_Work task_
Be exact. Print each record as it stands.

_Dataset records_

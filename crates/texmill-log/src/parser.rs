use crate::ir::Diagnostic;
use crate::rules::{self, LineContext};

/// Line-oriented diagnostics extractor for TeX and latexmk output.
///
/// `LogParser` is a small state machine. For every line it first updates its
/// state, then hands the line to the classification rules:
///
/// - **File stack**: `(path.tex` style tokens push, a bare `)` line pops. This
///   approximates the engine's own nesting trace, so attribution is best-effort.
/// - **Last line number**: updated whenever an `l.<n>` marker is seen.
///
/// Lines no rule recognises are skipped; parsing never fails.
#[derive(Debug, Default)]
pub struct LogParser {
    file_stack: Vec<String>,
    last_line: Option<u32>,
}

impl LogParser {
    /// Creates a new, empty `LogParser`.
    pub fn new() -> Self {
        Self::default()
    }

    /// Parses a complete log and returns its diagnostics in log order.
    ///
    /// # Arguments
    ///
    /// * `input` - The full text of the log (any mix of `\n` and `\r\n`).
    pub fn parse(mut self, input: &str) -> Vec<Diagnostic> {
        let lines: Vec<&str> = input.lines().collect();
        let mut diagnostics = Vec::new();

        for index in 0..lines.len() {
            self.track(lines[index]);

            let ctx = LineContext {
                lines: &lines,
                index,
                current_file: self.file_stack.last().map(String::as_str),
                last_line: self.last_line,
            };
            if let Some(diag) = rules::classify(&ctx) {
                diagnostics.push(diag.normalized());
            }
        }

        diagnostics
    }

    fn track(&mut self, line: &str) {
        for path in rules::opened_files(line) {
            self.file_stack.push(path.to_string());
        }
        if rules::closes_file(line) {
            self.file_stack.pop();
        }
        if let Some(n) = rules::line_marker(line) {
            self.last_line = Some(n);
        }
    }
}

/// Parses `text` with a fresh [`LogParser`].
pub fn parse_log(text: &str) -> Vec<Diagnostic> {
    LogParser::new().parse(text)
}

_Solution to this task_
filename crates/texmill-log/src/parser.rs
use crate::ir::Diagnostic;
use crate::rules::{self, LineContext};

/// Line-oriented diagnostics extractor for TeX and latexmk output.
///
/// `LogParser` is a small state machine. For every line it first updates its
/// state, then hands the line to the classification rules:
///
/// - **File stack**: `(path.tex` style tokens push, a bare `)` line pops. This
///   approximates the engine's own nesting trace, so attribution is best-effort.
/// - **Last line number**: updated whenever an `l.<n>` marker is seen.
///
/// Lines no rule recognises are skipped; parsing never fails.
#[derive(Debug, Default)]
pub struct LogParser {
    file_stack: Vec<String>,
    last_line: Option<u32>,
}

impl LogParser {
    /// Creates a new, empty `LogParser`.
    pub fn new() -> Self {
        Self::default()
    }

    /// Parses a complete log and returns its diagnostics in log order.
    ///
    /// # Arguments
    ///
    /// * `input` - The full text of the log (any mix of `\n` and `\r\n`).
    pub fn parse(mut self, input: &str) -> Vec<Diagnostic> {
        let lines: Vec<&str> = input.lines().collect();
        let mut diagnostics = Vec::new();

        for index in 0..lines.len() {
            self.track(lines[index]);

            let ctx = LineContext {
                lines: &lines,
                index,
                current_file: self.file_stack.last().map(String::as_str),
                last_line: self.last_line,
            };
            if let Some(diag) = rules::classify(&ctx) {
                diagnostics.push(diag.normalized());
            }
        }

        diagnostics
    }

    fn track(&mut self, line: &str) {
        for path in rules::opened_files(line) {
            self.file_stack.push(path.to_string());
        }
        if rules::closes_file(line) {
            self.file_stack.pop();
        }
        if let Some(n) = rules::line_marker(line) {
            self.last_line = Some(n);
        }
    }
}

/// Parses `text` with a fresh [`LogParser`].
pub fn parse_log(text: &str) -> Vec<Diagnostic> {
    LogParser::new().parse(text)
}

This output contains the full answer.